*** Block opens ***

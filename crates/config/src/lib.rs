//! hookgate configuration
//!
//! One TOML file with a section per concern. Sections implement
//! `ConfigSection` so they validate and merge independently.
//!
//! Precedence: defaults < `config.toml` < `HOOKGATE_*` environment variables.
//!
//! # Example
//!
//! ```rust,no_run
//! use hookgate_config::{Config, ConfigManager};
//!
//! let manager = ConfigManager::new().expect("Failed to initialize config");
//! let config = manager.load_with_env_overrides().unwrap_or_else(|e| {
//!     eprintln!("Config error: {}, using defaults", e);
//!     Config::default()
//! });
//!
//! println!("Listening on {}", config.server.bind_address);
//! ```

mod env;
mod error;
mod manager;
mod persistence;
mod validation;

mod ingest_config;
mod reliability_config;
mod server_config;
mod storage_config;

pub use env::{apply_env_overrides, apply_overrides, ENV_PREFIX};
pub use error::{ConfigError, ConfigResult, ValidationError};
pub use manager::{ConfigManager, CONFIG_FILE_NAME};
pub use validation::{ConfigSection, Validator, MIN_SECRET_LEN};

pub use ingest_config::{ClaimFailurePolicy, IngestConfig, SourceConfig};
pub use reliability_config::ReliabilityConfig;
pub use server_config::{LogLevel, ServerConfig};
pub use storage_config::StorageConfig;

use serde::{Deserialize, Serialize};

/// Current config file format version
pub const CONFIG_VERSION: u32 = 1;

/// Root configuration structure
#[derive(Debug, Clone, Serialize, Deserialize, PartialEq)]
#[serde(default)]
pub struct Config {
    /// Config file format version
    pub version: u32,

    pub server: ServerConfig,

    pub storage: StorageConfig,

    pub ingest: IngestConfig,

    pub reliability: ReliabilityConfig,
}

impl Config {
    pub fn new() -> Self {
        Self::default()
    }

    /// Validates the entire configuration
    ///
    /// Returns all validation errors found across all sections.
    pub fn validate(&self) -> Result<(), Vec<ValidationError>> {
        let mut errors = Vec::new();

        if let Err(mut e) = self.server.validate() {
            errors.append(&mut e);
        }

        if let Err(mut e) = self.storage.validate() {
            errors.append(&mut e);
        }

        if let Err(mut e) = self.ingest.validate() {
            errors.append(&mut e);
        }

        if let Err(mut e) = self.reliability.validate() {
            errors.append(&mut e);
        }

        if errors.is_empty() {
            Ok(())
        } else {
            Err(errors)
        }
    }

    /// Merges this config with another, preferring values from `other`
    pub fn merge(&mut self, other: Config) {
        self.server.merge(other.server);
        self.storage.merge(other.storage);
        self.ingest.merge(other.ingest);
        self.reliability.merge(other.reliability);
    }
}

impl Default for Config {
    fn default() -> Self {
        Self {
            version: CONFIG_VERSION,
            server: ServerConfig::default(),
            storage: StorageConfig::default(),
            ingest: IngestConfig::default(),
            reliability: ReliabilityConfig::default(),
        }
    }
}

*** Block closes ***

WHAT IS BEING ASKED:
Take the line with "if let Err(mut e) = self.server.validate()" and all lines after it through the end of the records, and write them out exactly; include nothing else.

RESULT FOR THIS TASK:
        if let Err(mut e) = self.server.validate() {
            errors.append(&mut e);
        }

        if let Err(mut e) = self.storage.validate() {
            errors.append(&mut e);
        }

        if let Err(mut e) = self.ingest.validate() {
            errors.append(&mut e);
        }

        if let Err(mut e) = self.reliability.validate() {
            errors.append(&mut e);
        }

        if errors.is_empty() {
            Ok(())
        } else {
            Err(errors)
        }
    }

    /// Merges this config with another, preferring values from `other`
    pub fn merge(&mut self, other: Config) {
        self.server.merge(other.server);
        self.storage.merge(other.storage);
        self.ingest.merge(other.ingest);
        self.reliability.merge(other.reliability);
    }
}

impl Default for Config {
    fn default() -> Self {
        Self {
            version: CONFIG_VERSION,
            server: ServerConfig::default(),
            storage: StorageConfig::default(),
            ingest: IngestConfig::default(),
            reliability: ReliabilityConfig::default(),
        }
    }
}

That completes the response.